I have a confession to make.
Before I read the article I said,"I bet the kid is Asian"
I'm still stereotyping.
This is really impressive! And 8 year old kid as a Physics freshman. From the sound of it, he will have his Ph.D in Physics by the time he is 10.
He surprised professors by explaining the Schroedinger equation, which is of central importance to the theory of quantum mechanics.
The interview was conducted mainly with the senior Song since Yoo-geun is lacking in his ability to communicate with adults.
I think I saw this episode of the X-Files. The problem will be keeping the aliens from taking him back to their own planet.
Burn out by age 15. Suicide by 21.
Then he figures out that a black whole is 6 months from eating us?
That's odd. I've always thought of it as being equivalent to Newton's first law. Both are essentially statements of conservation of energy.
I'm ashamed of this board. I thought by now there would be a posted picture of George Jetson's family car.
"He surprised professors by explaining the Schroedinger equation, which is of central importance to the theory of quantum mechanics."
Hope he doesn't take up poker, or we're all finished!
That's an interesting point. I can understand the reasoning behind a comment like that.

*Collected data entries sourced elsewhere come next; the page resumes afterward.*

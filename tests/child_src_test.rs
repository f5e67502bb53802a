use csp_builder::{CspPolicy, Directive};

fn policy(default_src: &str) -> CspPolicy {
    let _ = env_logger::builder().is_test(true).try_init();
    CspPolicy::with_default_src(default_src).unwrap()
}

#[cfg(test)]
mod tests {
    use super::*;

    #[test]
    fn test_frame_only_under_none() {
        let mut csp = policy("'none'");
        csp.add_fetch_policy("frame-src", "*").unwrap();
        assert_eq!(
            csp.build_header(),
            "default-src 'none'; child-src *; frame-src *; worker-src 'none';"
        );
    }

    #[test]
    fn test_frame_none_under_self() {
        let mut csp = policy("'self'");
        csp.add_fetch_policy("frame-src", "'none'").unwrap();
        assert_eq!(
            csp.build_header(),
            "default-src 'self'; child-src 'none'; frame-src 'none'; worker-src 'self'; \
             plugin-types image/svg+xml application/pdf;"
        );
    }

    #[test]
    fn test_frame_and_worker_equal_to_default() {
        let mut csp = policy("'self'");
        csp.add_fetch_policy("frame-src", "'self'").unwrap();
        csp.add_fetch_policy("worker-src", "'self'").unwrap();
        assert_eq!(
            csp.build_header(),
            "default-src 'self'; plugin-types image/svg+xml application/pdf;"
        );
    }

    #[test]
    fn test_frame_and_worker_self_under_none() {
        let mut csp = policy("'none'");
        csp.add_fetch_policy("frame-src", "'self'").unwrap();
        csp.add_fetch_policy("worker-src", "'self'").unwrap();
        assert_eq!(
            csp.build_header(),
            "default-src 'none'; child-src 'self'; frame-src 'self'; worker-src 'self';"
        );
    }

    #[test]
    fn test_union_of_different_hosts() {
        let mut csp = policy("'none'");
        csp.add_fetch_policy("frame-src", "https://www.example.org").unwrap();
        csp.add_fetch_policy("worker-src", "https://worker.example.org").unwrap();
        assert_eq!(
            csp.build_header(),
            "default-src 'none'; child-src https://www.example.org https://worker.example.org; \
             frame-src https://www.example.org; worker-src https://worker.example.org;"
        );
    }

    #[test]
    fn test_union_orders_self_before_hosts() {
        let mut csp = policy("'none'");
        csp.add_fetch_policy("frame-src", "'self'").unwrap();
        csp.add_fetch_policy("worker-src", "'self'").unwrap();
        csp.add_fetch_policy("worker-src", "https://worker.example.org").unwrap();
        assert_eq!(
            csp.build_header(),
            "default-src 'none'; child-src 'self' https://worker.example.org; frame-src 'self'; \
             worker-src 'self' https://worker.example.org;"
        );
    }

    #[test]
    fn test_union_tiers() {
        let mut csp = policy("'none'");
        csp.add_fetch_policy("frame-src", "https://frames.example.org").unwrap();
        csp.add_fetch_policy("frame-src", "data:").unwrap();
        csp.add_fetch_policy("worker-src", "blob:").unwrap();
        csp.add_fetch_policy("worker-src", "'self'").unwrap();
        csp.add_fetch_policy("worker-src", "https://frames.example.org").unwrap();

        assert_eq!(
            csp.child_src().to_string(),
            "'self' data: blob: https://frames.example.org"
        );
    }

    #[test]
    fn test_union_skips_none() {
        let mut csp = policy("'self'");
        csp.add_fetch_policy("frame-src", "'none'").unwrap();
        csp.add_fetch_policy("worker-src", "https://worker.example.org").unwrap();
        assert_eq!(csp.child_src().to_string(), "https://worker.example.org");
    }

    #[test]
    fn test_copied_frame_with_empty_worker() {
        let mut csp = policy("'self' https://cdn.example.net");
        csp.copy_default_policy(Directive::FrameSrc).unwrap();
        csp.add_fetch_policy("frame-src", "https://*.elsewhere.com").unwrap();
        assert_eq!(
            csp.build_header(),
            "default-src 'self' https://cdn.example.net; \
             child-src 'self' https://cdn.example.net https://*.elsewhere.com; \
             frame-src 'self' https://cdn.example.net https://*.elsewhere.com; \
             worker-src 'self' https://cdn.example.net; \
             plugin-types image/svg+xml application/pdf;"
        );
    }

    #[test]
    fn test_child_src_is_not_stored() {
        let mut csp = policy("'none'");
        csp.add_fetch_policy("frame-src", "https://www.example.org").unwrap();
        csp.build_header();
        assert!(csp.sources(Directive::ChildSrc).is_none());
        assert!(csp.sources(Directive::WorkerSrc).unwrap().is_empty());
    }

    #[test]
    fn test_no_frame_or_worker() {
        let csp = policy("'none'");
        assert!(csp.child_src().is_empty());
        assert_eq!(csp.build_header(), "default-src 'none';");
    }
}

My perception would be that people who are incredibly bright, off the scale so to speak, would be harder to hide than $100 million dollars under your mattress.
The one possiblity I could agree with though, would be that proper diagnosis might be a problem. So might sanity. So might channeling the benefits of such a mind into a complimentary vs destructive force.
People with such incredible briliance, see scientific things clearly, like you and I see a road sign clearly. I'm not sure they are as able to see morality issues with that same clarity. I'm not trying to dump on the Einstine Hawkings people. I'm actually talking about people that could surpase them, and I do think they are out there.
It's kindof hard to address this issue without acting like these folks are monsters. That's not what I'm trying to intimate. Socially, the extremely brilliant are sometimes simply unable to cope with social performance.
That these parents seem to have brought this kid to the place he's at without destroying him, or allowing society to destroy him is rather remarkable IMO.
The study of this dynamic is an interesting field IMO. Hope I've conveyed some rationality to this. It's kindof a tough topic to touch on without sounding like you've gone off the deep end.
IMO, you're referencing a work ethic without intentionally doing so. At the present time some Asians seem to put their noses to the grind-stone as well as anyone on the planet. The results speak for themselves.
Einstine, Hawkings, other brilliant minds pop up here and there and will continue to do so.
I am inspired by the savant mind at times. Some of those people are very gifted in narrowly focused areas. I sometimes wonder if we haven't ignored what might be an incredible resource if channeled properly.
Reminds me of the movie Parenthood. The little girl is a genius, and is completely freaked out from something as simple as the old "sliding thumb" trick.
At last, a physicist who'll understand man's true place in the order of the universe: we're here to drive the flying cars!
I've always held that there are 3 kinds of people in this world - those that can do math and those that can't.
I was one of those!
As long as that flying car does the quater-mile in less than 12 seconds and gets better than a hundred miles to the gallon.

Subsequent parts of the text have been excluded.